** Opening DATA UNDER STUDY block **
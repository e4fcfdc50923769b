//! Shared test utilities for the CAS core.
//!
//! Feature-gated behind `testutil`.

use async_trait::async_trait;
use parking_lot::Mutex;

use crate::logout::{LogoutHandler, LogoutRequest, LogoutRequestStatus};

/// Logout handler that records every request it receives and marks it
/// delivered.
#[derive(Debug, Default)]
pub struct RecordingLogoutHandler {
    requests: Mutex<Vec<(String, LogoutRequest)>>,
}

impl RecordingLogoutHandler {
    /// Requests received so far, paired with the ID of the session that
    /// ended.
    #[must_use]
    pub fn requests(&self) -> Vec<(String, LogoutRequest)> {
        self.requests.lock().clone()
    }
}

#[async_trait]
impl LogoutHandler for RecordingLogoutHandler {
    async fn handle(&self, session_id: &str, requests: &mut [LogoutRequest]) {
        let mut recorded = self.requests.lock();
        for request in requests.iter_mut() {
            request.set_status(LogoutRequestStatus::Success);
            recorded.push((session_id.to_owned(), request.clone()));
        }
    }
}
** Closing DATA UNDER STUDY block **
◆ PROBLEM TO SOLVE:
What lines of the listing contain the word "clone"? Copy them all.

◆ ANSWER BELOW:
        self.requests.lock().clone()
            recorded.push((session_id.to_owned(), request.clone()));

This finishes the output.